After having sought to emulate his uncle’s prototypes and started along a path of robust and synthetic realism, in the 1670s, Cesare began referring to models proposed by Domenico Maria Canuti and Lorenzo Pasinelli, slightly changing the connotations of his work and veering towards a warmer ‘neo-Venetian’ and Baroque manner. These sensibilities can be found in this painting with its intense chiaroscuro effects used to achieve a rational arrangement of the space depicted. Certain refined details similar to those found in Pasinelli can also be noted, along with a varied range of colors, especially
in the dark and light tones of Susanna’s flesh. There is a particularly intense combination of sensually rich flesh tones juxtaposed with pallid ones that seem to be touched by moonlight. The reflected shadows and the half-lights effectively emphasize the gestures and poses, lending solidity to the characters’ desires and fears. The subject certainly calls for such a rendering of the gestures, colors and lighting: the Biblical episode from the Book of Daniel tells the story of a very beautiful and pious woman, Susanna, who is spied upon while bathing by two old men in her husband’s house.
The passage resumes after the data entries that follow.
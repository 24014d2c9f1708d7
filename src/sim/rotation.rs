//! Ring rotation

use super::state::RingSequence;

/// Rotate every ring, not just the innermost one. Angles are left unwrapped;
/// consumers normalize at the point of use.
pub fn rotate_rings(rings: &mut RingSequence, dt: f32) {
    for ring in rings.iter_mut() {
        ring.rotate(dt);
    }
}

#[cfg(test)]
mod tests {
    use super::*;
    use crate::sim::state::Ring;

    #[test]
    fn test_rotates_all_rings() {
        let mut rings = RingSequence::new([
            Ring::new(80.0, 1.0, 0.6),
            Ring::new(100.0, 1.0, -1.2),
        ]);
        rotate_rings(&mut rings, 0.5);
        let rotations: Vec<f32> = rings.iter().map(|r| r.rotation).collect();
        assert!((rotations[0] - 0.3).abs() < 1e-6);
        assert!((rotations[1] + 0.6).abs() < 1e-6);
    }

    #[test]
    fn test_rotation_is_not_wrapped() {
        let mut rings = RingSequence::new([Ring::new(80.0, 1.0, 10.0)]);
        rotate_rings(&mut rings, 1.0);
        assert!(rings.innermost().is_some_and(|r| r.rotation > std::f32::consts::TAU));
    }
}
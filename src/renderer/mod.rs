//! Rendering module
//!
//! The simulation never draws. Hosts take a snapshot from the loop, build a
//! [`Frame`] from it and hand the frame to whatever [`RenderSink`] they own.

pub mod frame;
pub mod shapes;
pub mod vertex;

pub use frame::{Frame, Overlay};
pub use vertex::Vertex;

/// Receives finished frames
pub trait RenderSink {
    fn present(&mut self, frame: &Frame);
}

/// Sink that logs a one-line summary per frame (headless runs)
#[derive(Debug, Default)]
pub struct LogSink {
    pub frames: u64,
}

impl RenderSink for LogSink {
    fn present(&mut self, frame: &Frame) {
        self.frames += 1;
        match &frame.overlay {
            Some(overlay) => log::info!("{} - {}", overlay.title, overlay.subtitle),
            None => log::trace!(
                "Frame {}: {} triangles ({} bytes)",
                self.frames,
                frame.triangle_count(),
                vertex::as_bytes(&frame.vertices).len()
            ),
        }
    }
}
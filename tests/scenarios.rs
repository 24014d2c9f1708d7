//! End-to-end runs of small hand-built levels

use std::f32::consts::PI;

use glam::Vec2;
use ring_escape::consts::{BOUNCE_JITTER, FIXED_DT};
use ring_escape::level::{BallDef, LevelConfig, RingDef};
use ring_escape::sim::{Contact, FixedJitter, GameState, GameStatus, SeededJitter, TickEvent, tick};

const CENTER: Vec2 = Vec2::new(200.0, 200.0);

fn single_ring(ball: BallDef) -> GameState {
    let level = LevelConfig {
        rings: vec![RingDef::new(80.0, PI / 2.0, 0.0)],
        ball,
    };
    level.validate().expect("valid level");
    GameState::new(&level, CENTER)
}

#[test]
fn escape_through_gap_clears_last_ring() {
    let mut state = single_ring(BallDef { x: 200.0, y: 200.0, vx: 160.0, vy: 0.0, r: 8.0 });
    let mut jitter = FixedJitter(0.5);

    let mut ticks = 0;
    while !state.status.is_terminal() {
        let event = tick(&mut state, &mut jitter, FIXED_DT);
        ticks += 1;
        assert!(ticks <= 30, "ball should reach the ring within 30 ticks");
        if let Some(Contact::Bounced { .. }) = event.contact() {
            panic!("ball moving along angle 0 must not bounce");
        }
    }

    assert_eq!(state.status, GameStatus::Success);
    assert!(state.rings.is_empty());
    assert_eq!(state.escapes, 1);
    // The final escape applies no growth
    assert_eq!(state.ball.radius, 8.0);
}

#[test]
fn bounce_off_solid_arc() {
    // Moving left, the ball meets the ring at angle π, outside the [0, π/2) gap
    let mut state = single_ring(BallDef { x: 200.0, y: 200.0, vx: -160.0, vy: 0.0, r: 8.0 });
    let mut jitter = FixedJitter(0.5);

    loop {
        let before = state.clone();
        match tick(&mut state, &mut jitter, FIXED_DT).contact() {
            Some(Contact::Bounced { angle, normal }) => {
                assert!((angle - PI).abs() < 1e-4);
                assert!((normal - Vec2::new(-1.0, 0.0)).length() < 1e-4);
                assert!((state.ball.radius - 8.05).abs() < 1e-5);
                assert!((state.ball.vel.x - 160.0).abs() < 1e-3);
                assert!(state.ball.vel.y.abs() < 1e-3);

                let moved_x = before.ball.pos.x + before.ball.vel.x * FIXED_DT;
                assert!((state.ball.pos.x - (moved_x + 1.5)).abs() < 1e-3);
                assert_eq!(state.status, GameStatus::Playing);
                assert_eq!(state.rings.len(), 1);
                break;
            }
            Some(Contact::None) => assert!(state.time_ticks < 40),
            other => panic!("unexpected contact {:?}", other),
        }
    }
}

#[test]
fn bounce_jitter_is_bounded_and_keeps_speed() {
    let mut state = single_ring(BallDef { x: 200.0, y: 200.0, vx: -160.0, vy: 0.0, r: 8.0 });
    let mut jitter = SeededJitter::new(2024);

    while tick(&mut state, &mut jitter, FIXED_DT).contact() == Some(Contact::None) {}

    assert_eq!(state.bounces, 1);
    assert!((state.ball.speed() - 160.0).abs() < 1e-2);
    let heading = state.ball.vel.y.atan2(state.ball.vel.x);
    assert!(heading.abs() <= BOUNCE_JITTER + 1e-5, "heading {}", heading);
}

#[test]
fn grown_ball_loses_on_next_ring() {
    // After escaping the first ring the ball is 23 across; the second ring
    // only opens 100 * 0.2 = 20
    let level = LevelConfig {
        rings: vec![RingDef::new(80.0, PI / 2.0, 0.0), RingDef::new(100.0, 0.2, 0.0)],
        ball: BallDef { x: 200.0, y: 200.0, vx: 160.0, vy: 0.0, r: 8.0 },
    };
    level.validate().expect("valid level");
    let mut state = GameState::new(&level, CENTER);
    let mut jitter = FixedJitter(0.5);

    let mut escape_tick = None;
    while !state.status.is_terminal() {
        let event = tick(&mut state, &mut jitter, FIXED_DT);
        if let Some(Contact::Escaped { remaining }) = event.contact() {
            assert_eq!(remaining, 1);
            assert_eq!(state.status, GameStatus::Playing);
            assert!((state.ball.radius - 11.5).abs() < 1e-5);
            assert!((state.ball.vel.x - 168.0).abs() < 1e-3);
            escape_tick = Some(state.time_ticks);
        }
        assert!(state.time_ticks < 60);
    }

    assert_eq!(state.status, GameStatus::GameOver);
    assert_eq!(Some(state.time_ticks - 1), escape_tick);
    assert_eq!(state.rings.len(), 1);

    // Frozen from here on
    let frozen = state.clone();
    assert_eq!(tick(&mut state, &mut jitter, FIXED_DT), TickEvent::Halted);
    assert_eq!(state, frozen);
}

#[test]
fn default_level_always_finishes() {
    for seed in [1, 7, 42, 1234, 99999] {
        let mut state = GameState::new(&LevelConfig::default(), CENTER);
        let mut jitter = SeededJitter::new(seed);
        let mut ticks = 0;
        while !state.status.is_terminal() && ticks < 500_000 {
            tick(&mut state, &mut jitter, FIXED_DT);
            ticks += 1;
        }
        assert!(state.status.is_terminal(), "seed {} never finished", seed);
    }
}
These two men, judges in the Hebrew community, try to bribe the young lady, threatening to tell her husband that she is unfaithful - which they know to be a lie - unless she gives herself to them. The young woman’s refusal leads them to bring her to trial. Only Daniel’s intervention saves the young lady from the sentence of stoning.
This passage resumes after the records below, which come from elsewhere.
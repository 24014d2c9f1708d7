//! Ball vs innermost ring: escape or bounce
//!
//! Only the innermost ring is ever tested. Once the ball touches or crosses
//! its boundary it either lies inside the gap (escape) or hits the solid arc
//! (bounce). The two outcomes are mutually exclusive within a tick.

use glam::Vec2;

use super::geometry::{is_in_gap, reflect, rotate};
use super::jitter::JitterSource;
use super::state::{GameState, GameStatus};
use crate::consts::*;
use crate::{cartesian_to_polar, normalize_angle};

/// What happened between the ball and the innermost ring this tick
#[derive(Debug, Clone, Copy, PartialEq)]
pub enum Contact {
    /// Ball is strictly inside the ring (or sits exactly at the center)
    None,
    /// Ball hit the solid part of the ring at `angle` (radians, [0, 2π))
    Bounced { angle: f32, normal: Vec2 },
    /// Ball passed through the gap; `remaining` rings are left
    Escaped { remaining: usize },
    /// Ball passed through the last ring's gap
    Cleared,
}

/// Resolve the ball against the innermost ring.
///
/// Expects the ball position to already be advanced for this tick. Callers
/// must not invoke this on an empty ring sequence; if they do, nothing happens.
pub fn resolve_contact(state: &mut GameState, jitter: &mut impl JitterSource) -> Contact {
    let Some(ring) = state.rings.innermost() else {
        return Contact::None;
    };

    let offset = state.ball_offset();
    let (dist, heading) = cartesian_to_polar(offset);

    if dist < ring.radius - state.ball.radius {
        return Contact::None;
    }

    // Ball at the exact center has no defined normal; skip this tick
    if dist <= f32::EPSILON {
        return Contact::None;
    }

    let angle = normalize_angle(heading);
    let gap_start = normalize_angle(ring.rotation);

    if is_in_gap(angle, gap_start, ring.gap_size) {
        state.rings.pop_innermost();
        state.escapes += 1;

        if state.rings.is_empty() {
            state.status = GameStatus::Success;
            return Contact::Cleared;
        }

        state.ball.radius += ESCAPE_GROWTH;
        state.ball.vel *= ESCAPE_SPEED_BOOST;
        return Contact::Escaped {
            remaining: state.rings.len(),
        };
    }

    // Bounce off the solid arc
    state.ball.radius += BOUNCE_GROWTH;
    state.bounces += 1;
    if let Some(ring) = state.rings.innermost_mut() {
        ring.mark_hit();
    }

    // Points from the center toward the ball
    let normal = offset / dist;
    let reflected = reflect(state.ball.vel, normal);

    // Push back inside so the next tick doesn't re-trigger the same hit
    state.ball.pos -= normal * BOUNCE_PUSHBACK;
    state.ball.vel = rotate(reflected, jitter.angle());

    Contact::Bounced { angle, normal }
}
//! Ring Escape headless runner
//!
//! Drives the simulation loop with a simulated display clock and logs the
//! outcome. Usage:
//!
//! ```text
//! ring-escape [--level <path>] [--settings <path>] [--seed <u64>]
//!             [--quality <low|medium|high>] [--frames <n>] [--fps <hz>]
//! ```

use std::path::PathBuf;
use std::process::ExitCode;

use clap::{Parser, ValueEnum};
use ring_escape::renderer::{Frame, LogSink, RenderSink};
use ring_escape::settings::QualityPreset;
use ring_escape::sim::GameStatus;
use ring_escape::{LevelConfig, ManualScheduler, Settings, SimulationLoop};

/// Command line options
#[derive(Parser, Debug)]
#[command(name = "ring-escape")]
#[command(about = "Run a ring escape level headless and report the outcome")]
struct Options {
    /// Level JSON file (defaults to the built-in five ring level)
    #[arg(long, value_name = "PATH")]
    level: Option<PathBuf>,
    /// Settings JSON file
    #[arg(long, value_name = "PATH")]
    settings: Option<PathBuf>,
    /// Jitter seed, overrides the settings file
    #[arg(long)]
    seed: Option<u64>,
    /// Tessellation quality, overrides the settings file
    #[arg(long, value_enum)]
    quality: Option<CliQuality>,
    /// Frame cap; the loop is torn down once it is reached
    #[arg(long, default_value_t = 60 * 600)]
    frames: u64,
    /// Simulated display refresh rate
    #[arg(long, value_name = "HZ", default_value_t = 60.0, value_parser = parse_fps)]
    fps: f64,
}

#[derive(Clone, Copy, Debug, PartialEq, Eq, ValueEnum)]
enum CliQuality {
    Low,
    Medium,
    High,
}

impl From<CliQuality> for QualityPreset {
    fn from(value: CliQuality) -> Self {
        match value {
            CliQuality::Low => QualityPreset::Low,
            CliQuality::Medium => QualityPreset::Medium,
            CliQuality::High => QualityPreset::High,
        }
    }
}

fn parse_fps(raw: &str) -> Result<f64, String> {
    let fps: f64 = raw.parse().map_err(|_| format!("`{raw}` is not a number"))?;
    if fps > 0.0 && fps.is_finite() {
        Ok(fps)
    } else {
        Err(format!("fps must be a positive number, got {raw}"))
    }
}

fn run(options: &Options) -> Result<GameStatus, String> {
    let mut settings = match &options.settings {
        Some(path) => Settings::load(path).map_err(|e| e.to_string())?,
        None => Settings::default(),
    };
    if let Some(seed) = options.seed {
        settings.seed = seed;
    }
    if let Some(quality) = options.quality {
        settings.quality = quality.into();
    }

    let level = match &options.level {
        Some(path) => LevelConfig::load(path).map_err(|e| e.to_string())?,
        None => LevelConfig::default(),
    };

    log::info!(
        "Game initialized with seed: {} ({} quality)",
        settings.seed,
        settings.quality.as_str()
    );

    let mut sim = SimulationLoop::from_settings(&level, &settings).map_err(|e| e.to_string())?;
    let mut scheduler = ManualScheduler::new();
    let mut sink = LogSink::default();

    let frame_time = 1.0 / options.fps;
    let mut now = 0.0;
    sim.start(&mut scheduler, now);

    let mut frames = 0;
    while let Some(request) = scheduler.next_due() {
        if frames >= options.frames {
            log::warn!("Frame limit {} reached, stopping", options.frames);
            sim.teardown(&mut scheduler);
            break;
        }
        now += frame_time;
        frames += 1;

        if sim.on_frame(&mut scheduler, request, now).is_some() {
            sink.present(&Frame::build(&sim.snapshot(), &settings));
        }
    }

    let state = sim.state();
    log::info!(
        "{:?} after {} frames / {} ticks: {} escapes, {} bounces, ball r={:.2}",
        state.status,
        frames,
        state.time_ticks,
        state.escapes,
        state.bounces,
        state.ball.radius
    );

    Ok(state.status)
}

fn main() -> ExitCode {
    env_logger::Builder::from_env(env_logger::Env::default().default_filter_or("info")).init();
    log::info!("Ring Escape (headless) starting...");

    let options = Options::parse();

    match run(&options) {
        Ok(_) => ExitCode::SUCCESS,
        Err(message) => {
            log::error!("{}", message);
            ExitCode::FAILURE
        }
    }
}
//! Game state and core simulation types
//!
//! Everything the render sink needs to draw a frame lives here.

use std::collections::VecDeque;

use glam::Vec2;
use serde::{Deserialize, Serialize};

use crate::consts::*;
use crate::level::LevelConfig;

/// Current status of a run
#[derive(Debug, Clone, Copy, PartialEq, Eq, Default, Serialize, Deserialize)]
pub enum GameStatus {
    /// Ball is still trapped inside at least one ring
    #[default]
    Playing,
    /// Ball grew too big for the innermost gap
    GameOver,
    /// Every ring was escaped
    Success,
}

impl GameStatus {
    /// Terminal statuses never change again
    pub fn is_terminal(&self) -> bool {
        !matches!(self, GameStatus::Playing)
    }
}

/// A rotating ring with a single gap
#[derive(Debug, Clone, PartialEq, Serialize, Deserialize)]
pub struct Ring {
    /// Distance from the ring center
    pub radius: f32,
    /// Angular width of the gap (radians)
    pub gap_size: f32,
    /// Rotation speed in radians/sec (signed)
    pub angular_speed: f32,
    /// Current gap start angle (radians, not wrapped)
    pub rotation: f32,
    /// Cosmetic hit counter, drops on every bounce
    pub hue: f32,
}

impl Ring {
    pub fn new(radius: f32, gap_size: f32, angular_speed: f32) -> Self {
        Self {
            radius,
            gap_size,
            angular_speed,
            rotation: 0.0,
            hue: RING_BASE_HUE,
        }
    }

    /// Advance rotation by angular speed * dt
    #[inline]
    pub fn rotate(&mut self, dt: f32) {
        self.rotation += self.angular_speed * dt;
    }

    /// Darken the ring after a bounce
    pub fn mark_hit(&mut self) {
        self.hue = (self.hue - RING_HUE_STEP).max(0.0);
    }

    /// Arc-length stand-in for the gap opening (radius * gap angle)
    #[inline]
    pub fn gap_length(&self) -> f32 {
        self.radius * self.gap_size
    }
}

/// The ball
#[derive(Debug, Clone, Copy, PartialEq, Serialize, Deserialize)]
pub struct Ball {
    pub pos: Vec2,
    /// Velocity in units/sec
    pub vel: Vec2,
    pub radius: f32,
}

impl Ball {
    pub fn new(pos: Vec2, vel: Vec2, radius: f32) -> Self {
        Self { pos, vel, radius }
    }

    /// Integrate position over one step
    #[inline]
    pub fn advance(&mut self, dt: f32) {
        self.pos += self.vel * dt;
    }

    pub fn speed(&self) -> f32 {
        self.vel.length()
    }
}

/// Rings ordered innermost first. Only the front ring is ever collidable,
/// and rings only ever leave from the front.
#[derive(Debug, Clone, Default, PartialEq, Serialize, Deserialize)]
pub struct RingSequence {
    rings: VecDeque<Ring>,
}

impl RingSequence {
    pub fn new(rings: impl IntoIterator<Item = Ring>) -> Self {
        Self {
            rings: rings.into_iter().collect(),
        }
    }

    /// The innermost ring, if any remain
    pub fn innermost(&self) -> Option<&Ring> {
        self.rings.front()
    }

    pub fn innermost_mut(&mut self) -> Option<&mut Ring> {
        self.rings.front_mut()
    }

    /// Remove the innermost ring (O(1))
    pub fn pop_innermost(&mut self) -> Option<Ring> {
        self.rings.pop_front()
    }

    pub fn iter(&self) -> impl Iterator<Item = &Ring> {
        self.rings.iter()
    }

    pub fn iter_mut(&mut self) -> impl Iterator<Item = &mut Ring> {
        self.rings.iter_mut()
    }

    pub fn len(&self) -> usize {
        self.rings.len()
    }

    pub fn is_empty(&self) -> bool {
        self.rings.is_empty()
    }
}

/// Complete game state (deterministic, serializable)
#[derive(Debug, Clone, PartialEq, Serialize, Deserialize)]
pub struct GameState {
    /// Fixed center every ring shares
    pub center: Vec2,
    /// Remaining rings, innermost first
    pub rings: RingSequence,
    pub ball: Ball,
    pub status: GameStatus,
    /// Simulation tick counter
    pub time_ticks: u64,
    /// Rings escaped so far
    pub escapes: u32,
    /// Bounces off ring walls so far
    pub bounces: u32,
}

impl GameState {
    /// Build a fresh state from a validated level
    pub fn new(level: &LevelConfig, center: Vec2) -> Self {
        let rings = level
            .rings
            .iter()
            .map(|def| Ring::new(def.radius, def.gap_size, def.angular_speed));

        Self {
            center,
            rings: RingSequence::new(rings),
            ball: level.ball.to_ball(),
            status: GameStatus::Playing,
            time_ticks: 0,
            escapes: 0,
            bounces: 0,
        }
    }

    /// Ball position relative to the ring center
    #[inline]
    pub fn ball_offset(&self) -> Vec2 {
        self.ball.pos - self.center
    }
}

#[cfg(test)]
mod tests {
    use super::*;

    #[test]
    fn test_ring_hue_floors_at_zero() {
        let mut ring = Ring::new(80.0, 1.0, 0.0);
        for _ in 0..100 {
            ring.mark_hit();
        }
        assert_eq!(ring.hue, 0.0);
    }

    #[test]
    fn test_ring_sequence_pops_front() {
        let mut rings = RingSequence::new([
            Ring::new(80.0, 1.0, 0.0),
            Ring::new(100.0, 1.0, 0.0),
        ]);
        assert_eq!(rings.innermost().map(|r| r.radius), Some(80.0));
        rings.pop_innermost();
        assert_eq!(rings.innermost().map(|r| r.radius), Some(100.0));
        assert_eq!(rings.len(), 1);
    }

    #[test]
    fn test_new_state_from_default_level() {
        let level = LevelConfig::default();
        let state = GameState::new(&level, Vec2::new(200.0, 200.0));
        assert_eq!(state.status, GameStatus::Playing);
        assert_eq!(state.rings.len(), 5);
        assert_eq!(state.ball.radius, 8.0);
        assert!(state.rings.iter().all(|r| r.rotation == 0.0 && r.hue == RING_BASE_HUE));
    }

    #[test]
    fn test_terminal_statuses() {
        assert!(!GameStatus::Playing.is_terminal());
        assert!(GameStatus::GameOver.is_terminal());
        assert!(GameStatus::Success.is_terminal());
    }
}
This painting of Susanna and the Elders by Cesare Gennari can be considered a masterpiece of the 1670s, an homage to Guercino and other painters emerging during those years, such as the aforementioned Pasinelli. In terms of some stylistic details, Cesare Gennari seems to anticipate the great Ubaldo Gandolfi.
Nora Clerici Bagozzi notes that the painting might have been part of the collection of Giuseppe Carlo Ratta Garganelli. In the 1679 inheritance inventory of his possessions we read Un Quadro ovato di Susana Nuda, con panno bianco con i due Vecchi, e veduta di Paese e Fontane di Cesare Gennari, alta onze 35, larga onze 48.